BEGIN
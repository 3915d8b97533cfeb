// region:    --- Imports
use crate::auction::model::AuctionStatus;
use axum::http::StatusCode;
use axum::response::{IntoResponse, Response};
use axum::Json;
use thiserror::Error;
use tracing::error;

// endregion: --- Imports

// region:    --- Error Kind
/// 호출자 관점의 오류 분류
#[derive(Debug, Clone, Copy, PartialEq, Eq)]
pub enum ErrorKind {
    NotFound,
    InvalidState,
    InvalidInput,
    Unauthorized,
    Forbidden,
    Conflict,
    Timeout,
    Internal,
}
// endregion: --- Error Kind

// region:    --- Bid Rejection
/// 입찰 거부 사유
#[derive(Debug, Clone, Copy, PartialEq, Eq)]
pub enum BidRejection {
    NotActive,
    SelfBid,
    TooLate,
    PriceTooLow,
}

impl BidRejection {
    pub fn code(&self) -> &'static str {
        match self {
            BidRejection::NotActive => "NOT_ACTIVE",
            BidRejection::SelfBid => "SELF_BID",
            BidRejection::TooLate => "TOO_LATE",
            BidRejection::PriceTooLow => "LOW_BID",
        }
    }
}

fn describe_rejection(reason: &BidRejection, current_price: &i64) -> String {
    match reason {
        BidRejection::NotActive => "진행중인 경매가 아닙니다.".to_string(),
        BidRejection::SelfBid => "자신이 등록한 경매에는 입찰할 수 없습니다.".to_string(),
        BidRejection::TooLate => "경매 종료 1분 전부터는 입찰할 수 없습니다.".to_string(),
        BidRejection::PriceTooLow => format!(
            "현재 가격({}원)보다 높은 금액을 입력해주세요.",
            current_price
        ),
    }
}
// endregion: --- Bid Rejection

// region:    --- Auction Error
#[derive(Debug, Error)]
pub enum AuctionError {
    #[error("경매를 찾을 수 없습니다. (id: {0})")]
    AuctionNotFound(i64),

    #[error("사용자를 찾을 수 없습니다. (id: {0})")]
    UserNotFound(i64),

    /// 입찰 거부: 항상 현재 확정 가격과 상태를 함께 전달
    #[error("{}", describe_rejection(.reason, .current_price))]
    BidRejected {
        reason: BidRejection,
        current_price: i64,
        status: AuctionStatus,
    },

    #[error("현재 상태({status})에서는 {action} 처리를 할 수 없습니다.")]
    InvalidTransition {
        action: &'static str,
        status: AuctionStatus,
    },

    #[error("{0}")]
    InvalidInput(String),

    #[error("인증이 필요합니다.")]
    Unauthorized,

    #[error("{0}")]
    Forbidden(String),

    #[error("동시 요청 충돌이 발생했습니다. 다시 시도해주세요.")]
    Conflict,

    #[error("요청 처리 시간이 초과되었습니다. 다시 시도해주세요.")]
    Timeout,

    #[error("데이터베이스 오류: {0}")]
    Database(sqlx::Error),

    #[error("내부 오류: {0}")]
    Internal(String),
}

impl AuctionError {
    pub fn kind(&self) -> ErrorKind {
        match self {
            AuctionError::AuctionNotFound(_) | AuctionError::UserNotFound(_) => ErrorKind::NotFound,
            AuctionError::BidRejected { .. } | AuctionError::InvalidTransition { .. } => {
                ErrorKind::InvalidState
            }
            AuctionError::InvalidInput(_) => ErrorKind::InvalidInput,
            AuctionError::Unauthorized => ErrorKind::Unauthorized,
            AuctionError::Forbidden(_) => ErrorKind::Forbidden,
            AuctionError::Conflict => ErrorKind::Conflict,
            AuctionError::Timeout => ErrorKind::Timeout,
            AuctionError::Database(_) | AuctionError::Internal(_) => ErrorKind::Internal,
        }
    }

    pub fn admin_required() -> Self {
        AuctionError::Forbidden("관리자 권한이 필요합니다.".to_string())
    }

    fn code(&self) -> &'static str {
        match self {
            AuctionError::AuctionNotFound(_) => "AUCTION_NOT_FOUND",
            AuctionError::UserNotFound(_) => "USER_NOT_FOUND",
            AuctionError::BidRejected { reason, .. } => reason.code(),
            AuctionError::InvalidTransition { .. } => "INVALID_STATUS",
            AuctionError::InvalidInput(_) => "INVALID_INPUT",
            AuctionError::Unauthorized => "UNAUTHORIZED",
            AuctionError::Forbidden(_) => "FORBIDDEN",
            AuctionError::Conflict => "CONFLICT",
            AuctionError::Timeout => "TIMEOUT",
            AuctionError::Database(_) | AuctionError::Internal(_) => "INTERNAL",
        }
    }

    fn status_code(&self) -> StatusCode {
        match self.kind() {
            ErrorKind::NotFound => StatusCode::NOT_FOUND,
            ErrorKind::InvalidState | ErrorKind::InvalidInput => StatusCode::BAD_REQUEST,
            ErrorKind::Unauthorized => StatusCode::UNAUTHORIZED,
            ErrorKind::Forbidden => StatusCode::FORBIDDEN,
            ErrorKind::Conflict => StatusCode::CONFLICT,
            ErrorKind::Timeout => StatusCode::SERVICE_UNAVAILABLE,
            ErrorKind::Internal => StatusCode::INTERNAL_SERVER_ERROR,
        }
    }
}

/// 직렬화 실패, 교착 상태, 유일성 위반은 재시도 가능한 충돌로 분류
impl From<sqlx::Error> for AuctionError {
    fn from(e: sqlx::Error) -> Self {
        let code = e
            .as_database_error()
            .and_then(|db| db.code())
            .map(|code| code.into_owned());
        match code.as_deref() {
            Some("40001") | Some("40P01") | Some("23505") => AuctionError::Conflict,
            _ => AuctionError::Database(e),
        }
    }
}

impl IntoResponse for AuctionError {
    fn into_response(self) -> Response {
        let status = self.status_code();
        if status == StatusCode::INTERNAL_SERVER_ERROR {
            error!("{:<12} --> 요청 처리 실패: {:?}", "Handler", self);
        }

        let mut body = serde_json::json!({
            "error": match self.kind() {
                // 내부 오류 세부 내용은 클라이언트에 노출하지 않음
                ErrorKind::Internal => "서버 오류가 발생했습니다.".to_string(),
                _ => self.to_string(),
            },
            "code": self.code(),
        });
        match &self {
            AuctionError::BidRejected {
                current_price,
                status,
                ..
            } => {
                body["current_price"] = serde_json::json!(current_price);
                body["status"] = serde_json::json!(status);
            }
            AuctionError::InvalidTransition { status, .. } => {
                body["status"] = serde_json::json!(status);
            }
            _ => {}
        }

        (status, Json(body)).into_response()
    }
}
// endregion: --- Auction Error

// endregion: --- Tests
END
- **Exercise**
In the entries above, the lines from the one bearing "처리 시간이 초과되었습니다." up to and including the one bearing "pub fn admin_required()" should be transcribed exactly; no other line is wanted.

- **Answer space**
    #[error("요청 처리 시간이 초과되었습니다. 다시 시도해주세요.")]
    Timeout,

    #[error("데이터베이스 오류: {0}")]
    Database(sqlx::Error),

    #[error("내부 오류: {0}")]
    Internal(String),
}

impl AuctionError {
    pub fn kind(&self) -> ErrorKind {
        match self {
            AuctionError::AuctionNotFound(_) | AuctionError::UserNotFound(_) => ErrorKind::NotFound,
            AuctionError::BidRejected { .. } | AuctionError::InvalidTransition { .. } => {
                ErrorKind::InvalidState
            }
            AuctionError::InvalidInput(_) => ErrorKind::InvalidInput,
            AuctionError::Unauthorized => ErrorKind::Unauthorized,
            AuctionError::Forbidden(_) => ErrorKind::Forbidden,
            AuctionError::Conflict => ErrorKind::Conflict,
            AuctionError::Timeout => ErrorKind::Timeout,
            AuctionError::Database(_) | AuctionError::Internal(_) => ErrorKind::Internal,
        }
    }

    pub fn admin_required() -> Self {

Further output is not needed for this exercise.